INSTRUCTIONS FOR THE TASK
Below this sentence is a listing; return exactly its lines from the one with "filename crates/lyrics-bus/src/subscriber.rs" to the one with "use tracing::debug;", both kept, and nothing more.

DATASET RECORDS
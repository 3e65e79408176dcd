//! # Lyrics Bridge Test Suite
//!
//! Unified test crate for flows that span the bus, the bridge and the
//! runtime wiring.
//!
//! ## Structure
//!
//! ```text
//! tests/src/
//! ├── support/          # Harness and the fake search worker
//! └── integration/      # End-to-end request/reply flows
//! ```
//!
//! ## Running Tests
//!
//! ```bash
//! cargo test -p lyrics-tests
//! cargo test -p lyrics-tests integration::
//! ```

pub mod integration;
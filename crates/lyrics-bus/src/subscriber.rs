//! # Subscription
//!
//! Defines the receiving side of the bus.

use crate::message::BusMessage;
use std::collections::HashMap;
use std::sync::{Arc, RwLock};
use thiserror::Error;
use tokio::sync::broadcast;
use tracing::debug;

/// Errors from subscription operations.
#[derive(Debug, Error, Clone, PartialEq, Eq)]
pub enum SubscriptionError {
    /// The bus was dropped.
    #[error("Message bus closed")]
    Closed,
}

/// A subscription handle for one channel.
///
/// When dropped, the channel's subscriber count is decremented.
pub struct Subscription {
    receiver: broadcast::Receiver<BusMessage>,
    channel: String,
    subscriptions: Arc<RwLock<HashMap<String, usize>>>,
}

impl Subscription {
    pub(crate) fn new(
        receiver: broadcast::Receiver<BusMessage>,
        channel: String,
        subscriptions: Arc<RwLock<HashMap<String, usize>>>,
    ) -> Self {
        Self {
            receiver,
            channel,
            subscriptions,
        }
    }

    /// Receive the next message published on this subscription's channel.
    ///
    /// # Returns
    ///
    /// - `Some(message)` - The next message on the channel
    /// - `None` - The bus was dropped
    pub async fn recv(&mut self) -> Option<BusMessage> {
        loop {
            let message = match self.receiver.recv().await {
                Ok(m) => m,
                Err(broadcast::error::RecvError::Closed) => return None,
                Err(broadcast::error::RecvError::Lagged(count)) => {
                    debug!(
                        channel = %self.channel,
                        lagged = count,
                        "Subscriber lagged, some messages dropped"
                    );
                    continue;
                }
            };

            if message.channel() == self.channel {
                return Some(message);
            }
        }
    }

    /// Try to receive the next message without waiting.
    ///
    /// # Returns
    ///
    /// - `Ok(Some(message))` - A message was available on the channel
    /// - `Ok(None)` - Nothing available right now
    /// - `Err(SubscriptionError::Closed)` - The bus was dropped
    pub fn try_recv(&mut self) -> Result<Option<BusMessage>, SubscriptionError> {
        loop {
            let message = match self.receiver.try_recv() {
                Ok(m) => m,
                Err(broadcast::error::TryRecvError::Empty) => return Ok(None),
                Err(broadcast::error::TryRecvError::Closed) => {
                    return Err(SubscriptionError::Closed)
                }
                Err(broadcast::error::TryRecvError::Lagged(_)) => continue,
            };

            if message.channel() == self.channel {
                return Ok(Some(message));
            }
        }
    }

    /// Channel this subscription listens on.
    #[must_use]
    pub fn channel(&self) -> &str {
        &self.channel
    }
}

impl Drop for Subscription {
    fn drop(&mut self) {
        let Ok(mut subs) = self.subscriptions.write() else {
            return;
        };
        if let Some(count) = subs.get_mut(&self.channel) {
            *count = count.saturating_sub(1);
            if *count == 0 {
                subs.remove(&self.channel);
            }
        }
        debug!(channel = %self.channel, "Subscription dropped");
    }
}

TASK RESPONSE
filename crates/lyrics-bus/src/subscriber.rs
//! # Subscription
//!
//! Defines the receiving side of the bus.

use crate::message::BusMessage;
use std::collections::HashMap;
use std::sync::{Arc, RwLock};
use thiserror::Error;
use tokio::sync::broadcast;
use tracing::debug;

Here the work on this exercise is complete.